The Secure and Fair Enforcement (SAFE) Banking Act, which, in March, passed the U.S. House Committee on Financial Services by a significant bipartisan margin, represents a promising step forward for banks and cannabis companies that want to take sales out of the cash-based market and into the mainstream. Although the ultimate passage of the bill remains uncertain, it’s vital for business owners to educate themselves so they can seize the chance to put the cannabis industry on firmer financial and legal ground.
What would the SAFE Banking Act do?
The SAFE Banking Act is designed to shield banks and credit unions that work with cannabis companies from legal penalties. Specifically, it would bar federal regulators from terminating a bank’s FDIC deposit insurance, a threat that has thus far prevented most banks from accepting cannabis business.
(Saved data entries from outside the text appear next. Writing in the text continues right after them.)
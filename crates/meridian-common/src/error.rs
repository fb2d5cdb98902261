//! Error types for the Meridian ingress compiler
//!
//! Errors are structured with fields to aid debugging. The compiler itself is
//! total; these errors surface from the stages around it (settings parsing,
//! probe insertion) where malformed input has to be rejected.

use thiserror::Error;

/// Main error type for Meridian operations
#[derive(Debug, Error)]
pub enum Error {
    /// Invalid configuration or ingress content
    #[error("validation error for {resource}: {message}")]
    Validation {
        /// Resource carrying the invalid value (e.g., "config-contour", "default/hello")
        resource: String,
        /// Description of what's invalid
        message: String,
        /// The invalid field path (e.g., "visibility.ExternalIP.class")
        field: Option<String>,
    },

    /// Serialization/deserialization error
    #[error("serialization error: {message}")]
    Serialization {
        /// Description of what failed
        message: String,
        /// The resource kind being serialized (if known)
        kind: Option<String>,
    },
}

impl Error {
    /// Create a validation error with resource context
    pub fn validation_for(resource: impl Into<String>, msg: impl Into<String>) -> Self {
        Self::Validation {
            resource: resource.into(),
            message: msg.into(),
            field: None,
        }
    }

    /// Create a validation error with resource context and field path
    pub fn validation_for_field(
        resource: impl Into<String>,
        field: impl Into<String>,
        msg: impl Into<String>,
    ) -> Self {
        Self::Validation {
            resource: resource.into(),
            message: msg.into(),
            field: Some(field.into()),
        }
    }

    /// Create a serialization error with resource kind context
    pub fn serialization_for_kind(kind: impl Into<String>, msg: impl Into<String>) -> Self {
        Self::Serialization {
            message: msg.into(),
            kind: Some(kind.into()),
        }
    }

    /// Get the resource name if this error is associated with one
    pub fn resource(&self) -> Option<&str> {
        match self {
            Error::Validation { resource, .. } => Some(resource),
            Error::Serialization { .. } => None,
        }
    }

    /// Get the field path if this error points at one
    pub fn field(&self) -> Option<&str> {
        match self {
            Error::Validation { field, .. } => field.as_deref(),
            Error::Serialization { .. } => None,
        }
    }
}

impl From<crate::yaml::YamlError> for Error {
    fn from(err: crate::yaml::YamlError) -> Self {
        Error::serialization_for_kind("yaml", err.to_string())
    }
}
With the bill’s passage, it’s likely that more banks would open their doors to cannabis businesses. In turn, cannabis business owners would be able to open checking accounts and credit cards, and otherwise operate as normal businesses. Banks could even provide other services, such as payroll, creating a much-needed layer of accountability, transparency, and stability within the industry.
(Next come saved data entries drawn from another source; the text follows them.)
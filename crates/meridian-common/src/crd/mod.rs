//! Custom Resource Definitions consumed by Meridian
//!
//! The compiler reads the networking `Ingress` resource; everything it
//! produces lives in the proxy-specific crates.

mod ingress;

pub use ingress::{
    HeaderMatch, HttpIngressPath, HttpIngressRuleValue, HttpOption, Ingress, IngressBackend,
    IngressBackendSplit, IngressRule, IngressSpec, IngressTls, Visibility,
};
However, these changes wouldn’t happen overnight. Before accepting cannabis accounts, banks would need to meet certain compliance and reporting requirements, a process that could take several months.
How would legal banking change the cannabis industry?
If the SAFE Banking Act is passed, it would likely drive down the costs of cannabis financial services. Currently, the few credit unions that handle cannabis accounts charge significant premiums to compensate for the elevated risk and compliance costs these accounts represent. With increased competition from banks, premiums will inevitably decrease, reducing financial pressure on cannabis companies. [Read More @ Cohn Reznick]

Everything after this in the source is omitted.